Czy "Pierścienie władzy" są skończone? Te dane działają na korzyść serialowego "Władcy Pierścieni"
Karol Urbański
28 maja 2024, 11:33
"Władca Pierścieni: Pierścienie Władzy" (Fot. Amazon Prime Video)
Choć mogłoby się wydawać, że po głośnej krytyce fanów "Władcy Pierścieni" serial "Pierścienie władzy" okaże się komercyjną klapą, dane dotyczące oglądalności i popularności projektu Amazona działają na jego korzyść.
Choć mogłoby się wydawać, że po głośnej krytyce fanów "Władcy Pierścieni" serial "Pierścienie władzy" okaże się komercyjną klapą, dane dotyczące oglądalności i popularności projektu Amazona działają na jego korzyść.
Zbliżamy się do premiery 2. sezonu serialu "Władca Pierścieni: Pierścienie władzy", choć jeszcze niedawno wielu fanów twórczości J.R.R. Tolkiena wieszczyło upadek projektu od Amazon Prime Video po debiutanckiej serii.
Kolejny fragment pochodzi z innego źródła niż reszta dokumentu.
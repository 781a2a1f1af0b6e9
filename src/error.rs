//! # Error Types
//!
//! This module defines error types used throughout the fp705 library.

use thiserror::Error;

/// Main error type for fp705 operations
#[derive(Debug, Error)]
pub enum Fp705Error {
    /// The device did not answer a frame after every retry was spent
    #[error("Request timed out after {attempts} attempts")]
    RequestTimeout { attempts: u32 },

    /// Payload text has no Windows-1251 representation
    #[error("Cannot encode {ch:?} at position {position} as cp1251")]
    Encoding { ch: char, position: usize },

    /// Control character inside a payload parameter
    #[error("Parameter {field} contains control character {ch:?}")]
    ControlCharacter { ch: char, field: usize },

    /// Encoded frame length does not fit the 16-bit length field
    #[error("Frame too large: {0} bytes")]
    FrameTooLarge(usize),

    /// Status block shorter than the protocol defines
    #[error("Status block must be {expected} bytes, got {actual}")]
    StatusLength { expected: usize, actual: usize },

    /// Print queue is at capacity
    #[error("Print queue is full ({capacity} receipts)")]
    QueueFull { capacity: usize },

    /// Receipt handed to the repository without a `receipt_id`
    #[error("Receipt has no receipt_id")]
    MissingReceiptId,

    /// Receipt id already tracked by the repository
    #[error("Receipt {0} is already registered")]
    ReceiptAlreadyRegistered(String),

    /// Receipt id unknown to the repository
    #[error("Receipt {0} is not registered")]
    ReceiptNotFound(String),

    /// Transport-level errors (device setup, TTY configuration)
    #[error("Transport error: {0}")]
    Transport(String),

    /// Invalid configuration or CLI input
    #[error("Configuration error: {0}")]
    Config(String),

    /// I/O error wrapper
    #[error("I/O error: {0}")]
    Io(#[from] std::io::Error),

    /// JSON input error wrapper
    #[error("JSON error: {0}")]
    Json(#[from] serde_json::Error),
}

impl Fp705Error {
    /// True for the link-level timeout that report commands are allowed to swallow.
    pub fn is_timeout(&self) -> bool {
        matches!(self, Fp705Error::RequestTimeout { .. })
    }
}

#[cfg(test)]
mod tests {
    use super::*;

    #[test]
    fn test_timeout_is_timeout() {
        assert!(Fp705Error::RequestTimeout { attempts: 3 }.is_timeout());
        assert!(!Fp705Error::FrameTooLarge(70000).is_timeout());
    }

    #[test]
    fn test_encoding_message_names_character() {
        let err = Fp705Error::Encoding {
            ch: '★',
            position: 4,
        };
        assert_eq!(
            err.to_string(),
            "Cannot encode '★' at position 4 as cp1251"
        );
    }
}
Jeśli jednak przyjrzeć się dokładnym danym serialu na IMDb, można dojść do wniosku, że "Pierścienie władzy" wcale nie radzą sobie tak źle.
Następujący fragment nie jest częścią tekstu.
//! # FP705 Command Codes
//!
//! Command codes and fixed framing bytes of the Datecs FP705 protocol.
//!
//! ## Request Frame
//!
//! ```text
//! 01 LEN(4) SEQ CMD(4) DATA... 05 BCC(4) 03
//! ```
//!
//! ## Response Frame
//!
//! ```text
//! 01 LEN(4) SEQ CMD(4) DATA... 04 STATUS(8) 05 BCC(4) 03
//! ```
//!
//! LEN, CMD and BCC are 16-bit values written as four ASCII nibbles
//! (`0x30 + nibble`), most significant nibble first.

// ============================================================================
// FRAMING BYTES
// ============================================================================

/// Start of a frame
pub const PREAMBLE: u8 = 0x01;

/// Separates response data from the status block
pub const SEPARATOR: u8 = 0x04;

/// Ends the checksummed part of a frame
pub const POSTAMBLE: u8 = 0x05;

/// End of a frame
pub const TERMINATOR: u8 = 0x03;

/// Device rejected the last frame (bad checksum); resend it
pub const NAK: u8 = 0x15;

/// Device is busy processing; keep waiting
pub const SYN: u8 = 0x16;

/// Parameter separator inside DATA
pub const SEP: char = '\t';

/// Fixed protocol overhead added to every declared request length.
pub const LENGTH_OFFSET: usize = 32;

/// First sequence byte of every logical operation.
pub const SEQ_START: u8 = 0x20;

/// Number of status bytes in a response.
pub const STATUS_LEN: usize = 8;

// ============================================================================
// STATUS / INFORMATION
// ============================================================================

/// Read date and time (62)
pub const READ_DATE_TIME: u8 = 0x3E;

/// Read status (74)
pub const READ_STATUS: u8 = 0x4A;

// ============================================================================
// FISCAL RECEIPT
// ============================================================================

/// Open fiscal receipt (48): `{OpCode}{OpPwd}{TillNmb}{Invoice}`
pub const FISCAL_RECEIPT_OPEN: u8 = 0x30;

/// Register sale (49): `{Name}{TaxCd}{Price}{Quantity}{DiscType}{DiscValue}{Department}`
pub const FISCAL_RECEIPT_PAYMENT: u8 = 0x31;

/// Payment and total (53): `{PaidMode}{Amount}`
pub const FISCAL_RECEIPT_TOTAL: u8 = 0x35;

/// Print free text inside a fiscal receipt (54)
pub const FISCAL_RECEIPT_PRINT_TEXT: u8 = 0x36;

/// Close fiscal receipt (56)
pub const FISCAL_RECEIPT_CLOSE: u8 = 0x38;

/// Operator, password, till and invoice flag sent with every fiscal open.
pub const FISCAL_OPEN_PARAMS: [&str; 4] = ["1", "0000", "1", ""];

/// Paid mode "cash" for the total command
pub const PAYMENT_TYPE_CASH: &str = "0";

// ============================================================================
// NON-FISCAL RECEIPT
// ============================================================================

/// Open non-fiscal receipt (38)
pub const TEXT_RECEIPT_OPEN: u8 = 0x26;

/// Close non-fiscal receipt (39)
pub const TEXT_RECEIPT_CLOSE: u8 = 0x27;

/// Print free text inside a non-fiscal receipt (42)
pub const TEXT_RECEIPT_PRINT_TEXT: u8 = 0x2A;

// ============================================================================
// REPORTS
// ============================================================================

/// Fiscal memory report by date (94): `{Type}{Start}{End}`
pub const FISCAL_MEMORY_REPORT_BY_DATE: u8 = 0x5E;

/// Operators report (105): `{FirstOper}{LastOper}{Clear}`
pub const REPORT_OPERATORS: u8 = 0x69;

/// Date format the device expects in report parameters (DD-MM-YY).
pub const REPORT_DATE_FORMAT: &str = "%d-%m-%y";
Władca Pierścieni: Pierścienie władzy – jakie są oceny?
Na duży rozstrzał w ocenach widzów "Władcy Pierścieni: Pierścieni władzy" zwrócił uwagę serwis CBR, który na podstawie ocen z IMDb wywnioskował, że głośny serial od Amazon Prime Video został przyjęty lepiej, niż pierwotnie uważano. Choć wielu widzów krytykowało zmiany względem lore Tolkiena, spora część widowni doceniła serial.
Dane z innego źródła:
//! # Printer Transport Layer
//!
//! Everything that touches the byte stream.
//!
//! ## Layers
//!
//! - [`channel`]: one frame in, one [`Response`](crate::protocol::Response) out, with retries
//! - [`warning`]: per-operation wrapper collecting device warnings
//! - [`serial`]: raw TTY device usable as the stream
//!
//! Any `Read + Write` type can serve as the stream. Reads must return
//! `Ok(0)` or a `TimedOut`/`WouldBlock` error when the device stays
//! silent, otherwise a lost reply blocks forever.

pub mod channel;
pub mod serial;
pub mod warning;

pub use channel::IoChannel;
pub use serial::SerialPort;
pub use warning::WarningChannel;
CBR przypomina o tzw. review-bombingu, czyli zalewie negatywnych ocen, który miał miejsce w dniu dwuodcinkowej premiery 1. sezonu "Pierścieni władzy". Ten poskutkował masowym wystawianiem ocen 1/10 na IMDb, a także wystawianiem najniższych ocen na Rotten Tomatoes, gdzie do tej pory ocena serialu wśród widzów utrzymuje się na poziomie 38% pozytywnych not (dla porównania wynik wśród krytyków to 83%).
Niski wynik "Pierścieni władzy" na Rotten Tomatoes nie przekłada się jednak na łączną ocenę serialu na IMDb. Po łącznej liczbie ponad 335 tys. głosów serialowy "Władca Pierścieni" może poszczycić się notą 7,0 w 10-skalowej punktacji. Biorąc pod uwagę, że aż 58 tys. użytkowników wystawiło serialowi ocenę 1/10, wynik ten należałoby wziąć za sukces tytułu.
Niemal tyle samo co "jedynek" na IMDb wystawiono "ósemek" i "siódemek" – odpowiednio 53 tys. i 42 tys. głosów użytkowników. Co ciekawe, jak widać na załączonej wyżej grafice, najwięcej jest ocen 10/10. "Dziesiątkę" "Pierścieniom władzy" wystawiono ponad 83 tys. razy, co przekłada się na 23,5% najwyższych ocen na IMDb.
Na przyzwoitym poziomie są też oceny poszczególnych odcinków 1. sezonu "Władcy Pierścieni: Pierścieni władzy". Te zaczynają się od oceny 6,6 (przedostatni odcinek pt. "The Eye") do bardzo wysokiego 8,2 (poprzedzający go "Udûn", w którym oglądaliśmy jak wojska Adara ruszyły na Ostirith). Większość ocen odcinków utrzymuje się jednak na przyzwoitym poziomie "siódemek".
Amazon pokazał w tym miesiącu zwiastun 2. sezonu "Władcy Pierścieni: Pierścieni władzy", a jego oglądalność – 13 mln odtworzeń na YouTube do tej pory – sugeruje, że serial ma ogromną publikę, która wyczekuje nowych odcinków.
W 2. sezonie będziemy oglądać, jak Sauron (Charlie Vickers), wschodzący Mroczny Władca, wypędzony przez Galadrielę (Morfydd Clark), bez armii i sojuszników, musi polegać na swojej przebiegłości, aby odbudować swoją siłę i móc nadzorować tworzenie kolejnych Pierścieni władzy, które umożliwią mu zniewolenie wszystkich ludów Śródziemia.
Tymczasem za kulisami zapadła już ponoć decyzja, czy będzie 3. sezon "Władcy Pierścieni: Pierścieni władzy". Serial od początku został rozplanowany na pięć sezonów, a showrunnerzy "Pierścieni władzy" wiedzą już nawet, w jaki sposób zakończy się historia – włącznie z ostatnimi ujęciami finałowego odcinka.